Note that the definition of the `first-denomination` procedure is given in the text, as well as being downloadable from the SICP website.

This procedure returns the correct answer. There are a few issues with it, however:

• It uses `cons`, `let*`, `car`, `cdr`, and `null?`, none of which are available to the student at this point in the text.
• It simulates a stack by passing the list of delayed computations as an argument to subsequent invocations of itself. This means that it doesn’t generate a “linear iterative” process, since the amount of space used is not constant.

As for the use of `car`, `cdr`, and friends, I’m willing to let it pass since I still learned a lot by forcing myself to think in terms of iterating via recursive procedure calls.

As far as the shape of the process being generated is concerned, it can be described as “resembling linear recursion”. In the course of implementing this solution I wrote out the following simulation by hand of changing \$0.12 using only two kinds of coins, a nickel and a penny.

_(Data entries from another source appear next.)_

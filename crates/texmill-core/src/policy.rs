use crate::error::{Error, Result};
use crate::paths;
use std::path::{Path, PathBuf};

/// Workspace containment and feature gates applied to every request.
#[derive(Debug, Clone, Default, PartialEq, Eq)]
pub struct WorkspacePolicy {
    /// When set, every path a request touches must live under this directory.
    pub root: Option<PathBuf>,
    /// Whether `-shell-escape` may be passed to the engine.
    pub allow_shell_escape: bool,
}

impl WorkspacePolicy {
    /// A policy that accepts every path and forbids shell escape.
    pub fn unrestricted() -> Self {
        Self::default()
    }

    pub fn with_root(root: impl AsRef<Path>) -> Self {
        Self {
            root: Some(paths::normalize(root.as_ref())),
            allow_shell_escape: false,
        }
    }

    /// Returns the absolute, normalized form of `path` if the policy admits it.
    ///
    /// # Errors
    ///
    /// [`Error::OutsideWorkspace`] when a root is configured and `path` is
    /// neither the root itself nor beneath it.
    pub fn ensure_inside(&self, path: impl AsRef<Path>) -> Result<PathBuf> {
        let abs = paths::normalize(path.as_ref());
        let Some(root) = &self.root else {
            return Ok(abs);
        };
        if is_within(&abs, root) {
            Ok(abs)
        } else {
            Err(Error::OutsideWorkspace {
                path: abs,
                root: root.clone(),
            })
        }
    }
}

#[cfg(windows)]
fn is_within(path: &Path, root: &Path) -> bool {
    let p = path.to_string_lossy().to_lowercase();
    let r = root.to_string_lossy().to_lowercase();
    Path::new(&p).starts_with(Path::new(&r))
}

#[cfg(not(windows))]
fn is_within(path: &Path, root: &Path) -> bool {
    // Component-wise, so `/work-other` is not inside `/work`.
    path.starts_with(root)
}
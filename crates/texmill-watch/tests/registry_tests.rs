#![cfg(unix)]

use std::path::{Path, PathBuf};
use std::sync::Arc;
use std::time::Duration;
use texmill_build::CompileRequest;
use texmill_core::toolchain::StaticResolver;
use texmill_core::{Error, WorkspacePolicy};
use texmill_log::DiagnosticCode;
use texmill_watch::WatchRegistry;

fn registry() -> WatchRegistry {
    WatchRegistry::new(Arc::new(StaticResolver::new()), WorkspacePolicy::unrestricted(), 2000)
}

fn sleeper(reg: &WatchRegistry) -> String {
    reg.spawn(Path::new("sleep"), vec!["30".into()], Path::new("main.tex"), None)
        .unwrap()
        .id
}

async fn wait_until_exited(reg: &WatchRegistry, id: &str) {
    for _ in 0..100 {
        if reg.is_running(id) == Some(false) {
            return;
        }
        tokio::time::sleep(Duration::from_millis(50)).await;
    }
    panic!("session {} never exited", id);
}

#[tokio::test]
async fn test_start_list_stop() {
    let reg = registry();
    let id = sleeper(&reg);

    let listed = reg.list();
    assert_eq!(listed.len(), 1);
    assert_eq!(listed[0].id, id);
    assert!(listed[0].running);
    assert!(listed[0].pid.is_some());

    assert!(reg.stop(&id));
    assert!(reg.list().is_empty());
    assert!(!reg.stop(&id));
}

#[tokio::test]
async fn test_exited_session_stays_until_stopped() {
    let reg = registry();
    let info = reg
        .spawn(
            Path::new("sh"),
            vec!["-c".into(), "echo first; echo; echo second >&2".into()],
            Path::new("main.tex"),
            None,
        )
        .unwrap();

    wait_until_exited(&reg, &info.id).await;

    let listed = reg.list();
    assert_eq!(listed.len(), 1);
    assert!(!listed[0].running);

    let mut lines = reg.tail(&info.id, None).unwrap();
    lines.sort();
    assert_eq!(lines, vec!["first", "second"]);

    assert!(reg.stop(&info.id));
    assert!(reg.list().is_empty());
}

#[tokio::test]
async fn test_output_is_complete_once_not_running() {
    let reg = WatchRegistry::new(
        Arc::new(StaticResolver::new()),
        WorkspacePolicy::unrestricted(),
        5000,
    );
    for _ in 0..5 {
        let info = reg
            .spawn(Path::new("seq"), vec!["1".into(), "3000".into()], Path::new("main.tex"), None)
            .unwrap();

        wait_until_exited(&reg, &info.id).await;

        let lines = reg.tail(&info.id, Some(5000)).unwrap();
        assert_eq!(lines.len(), 3000);
        assert_eq!(lines.last().map(String::as_str), Some("3000"));
        reg.stop(&info.id);
    }
}

#[tokio::test]
async fn test_tail_unknown_session_fails() {
    let reg = registry();
    let err = reg.tail("does-not-exist", Some(10)).unwrap_err();
    assert!(matches!(err, Error::UnknownSession(ref id) if id == "does-not-exist"));
    assert!(err.to_string().contains("does-not-exist"));
}

#[tokio::test]
async fn test_buffer_keeps_only_latest_lines() {
    let reg = WatchRegistry::new(
        Arc::new(StaticResolver::new()),
        WorkspacePolicy::unrestricted(),
        5,
    );
    let info = reg
        .spawn(
            Path::new("sh"),
            vec!["-c".into(), "for i in 1 2 3 4 5 6 7 8; do echo line$i; done".into()],
            Path::new("main.tex"),
            None,
        )
        .unwrap();

    wait_until_exited(&reg, &info.id).await;

    let lines = reg.tail(&info.id, None).unwrap();
    assert_eq!(lines, vec!["line4", "line5", "line6", "line7", "line8"]);
    assert_eq!(reg.tail(&info.id, Some(2)).unwrap(), vec!["line7", "line8"]);
    reg.stop(&info.id);
}

#[tokio::test]
async fn test_ids_are_unique_under_concurrency() {
    let reg = Arc::new(registry());
    let mut handles = Vec::new();
    for _ in 0..8 {
        let reg = reg.clone();
        handles.push(tokio::spawn(async move { sleeper(&reg) }));
    }
    let mut ids = Vec::new();
    for h in handles {
        ids.push(h.await.unwrap());
    }
    ids.sort();
    ids.dedup();
    assert_eq!(ids.len(), 8);
    assert_eq!(reg.list().len(), 8);

    for id in &ids {
        assert!(reg.stop(id));
    }
    assert!(reg.list().is_empty());
}

#[tokio::test]
async fn test_start_runs_latexmk_in_watch_mode() {
    let dir = tempfile::tempdir().unwrap();
    let root = dir.path().join("main.tex");
    std::fs::write(&root, "").unwrap();

    // `echo` stands in for latexmk and prints the arguments it was given.
    let resolver = StaticResolver::new().with_tool("latexmk", "echo");
    let reg = WatchRegistry::new(Arc::new(resolver), WorkspacePolicy::unrestricted(), 100);

    let mut req = CompileRequest::new(&root);
    req.shell_escape = true;
    let info = reg.start(&req).unwrap();

    assert_eq!(info.command, "echo");
    assert!(info.args.contains(&"-pvc".to_string()));
    assert_eq!(info.policy_warnings[0].code, Some(DiagnosticCode::ShellEscapeDisabled));
    assert_eq!(info.root, texmill_core::paths::normalize(&root));

    wait_until_exited(&reg, &info.id).await;
    let lines = reg.tail(&info.id, None).unwrap();
    assert_eq!(lines.len(), 1);
    assert!(lines[0].contains("-pvc"));
    assert!(!lines[0].contains("-shell-escape"));
}

#[tokio::test]
async fn test_start_outside_workspace_is_rejected() {
    let reg = WatchRegistry::new(
        Arc::new(StaticResolver::new()),
        WorkspacePolicy::with_root("/definitely/not/here"),
        100,
    );
    let err = reg.start(&CompileRequest::new(PathBuf::from("/etc/main.tex"))).unwrap_err();
    assert!(matches!(err, Error::OutsideWorkspace { .. }));
    assert!(reg.list().is_empty());
}

#[tokio::test]
async fn test_missing_program_is_a_spawn_error() {
    let reg = registry();
    let err = reg
        .spawn(Path::new("texmill-no-such-program"), vec![], Path::new("main.tex"), None)
        .unwrap_err();
    assert!(matches!(err, Error::Spawn { .. }));
}

#[tokio::test]
async fn test_info_serializes_camel_case() {
    let reg = registry();
    let id = sleeper(&reg);
    let json = serde_json::to_value(&reg.list()[0]).unwrap();
    assert_eq!(json["running"], true);
    assert!(json["startedAt"].as_u64().unwrap() > 0);
    assert!(json.get("policyWarnings").is_none());
    reg.stop(&id);
}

Pre-visualizing the process to be generated by `cc-linear’

(12 2) 0 ()
( 2 2) 0 ((12 1))
(-3 2) 0 ((2 1) (12 1))
( 2 1) 0 ((12 1))
( 1 1) 0 ((2 0) (12 1))
( 0 1) 0 ((2 0) (12 1))
( 2 0) 1 ((12 1))
(12 1) 1 ()
(11 1) 1 ((12 0))
(10 1) 1 ((11 0) (12 0))
( 9 1) 1 ((10 0) (11 0) (12 0))
( 8 1) 1 (( 9 0) (10 0) (11 0) (12 0))
( 7 1) 1 (( 8 0) ( 9 0) (10 0) (11 0) (12 0))
( 6 1) 1 (( 7 0) ( 8 0) ( 9 0) (10 0) (11 0) (12 0))
( 5 1) 1 (( 6 0) ( 7 0) ( 8 0) ( 9 0) (10 0) (11 0) (12 0))
( 4 1) 1 (( 5 0) ( 6 0) ( 7 0) ( 8 0) ( 9 0) (10 0) (11 0) (12 0))
( 3 1) 1 (( 4 0) ( 5 0) ( 6 0) ( 7 0) ( 8 0) ( 9 0) (10 0) (11 0) (12 0))
( 2 1) 1 (( 3 0) ( 4 0) ( 5 0) ( 6 0) ( 7 0) ( 8 0) ( 9 0) (10 0) (11 0) (12 0))
( 1 1) 1 (( 2 0) ( 3 0) ( 4 0) ( 5 0) ( 6 0) ( 7 0) ( 8 0) ( 9 0) (10 0) (11 0) (12 0))
( 0 1) 1 (( 1 0) ( 2 0) ( 3 0) ( 4 0) ( 5 0) ( 6 0) ( 7 0) ( 8 0) ( 9 0) (10 0) (11 0) (12 0))
( 1 0) 2 (( 2 0) ( 3 0) ( 4 0) ( 5 0) ( 6 0) ( 7 0) ( 8 0) ( 9 0) (10 0) (11 0) (12 0))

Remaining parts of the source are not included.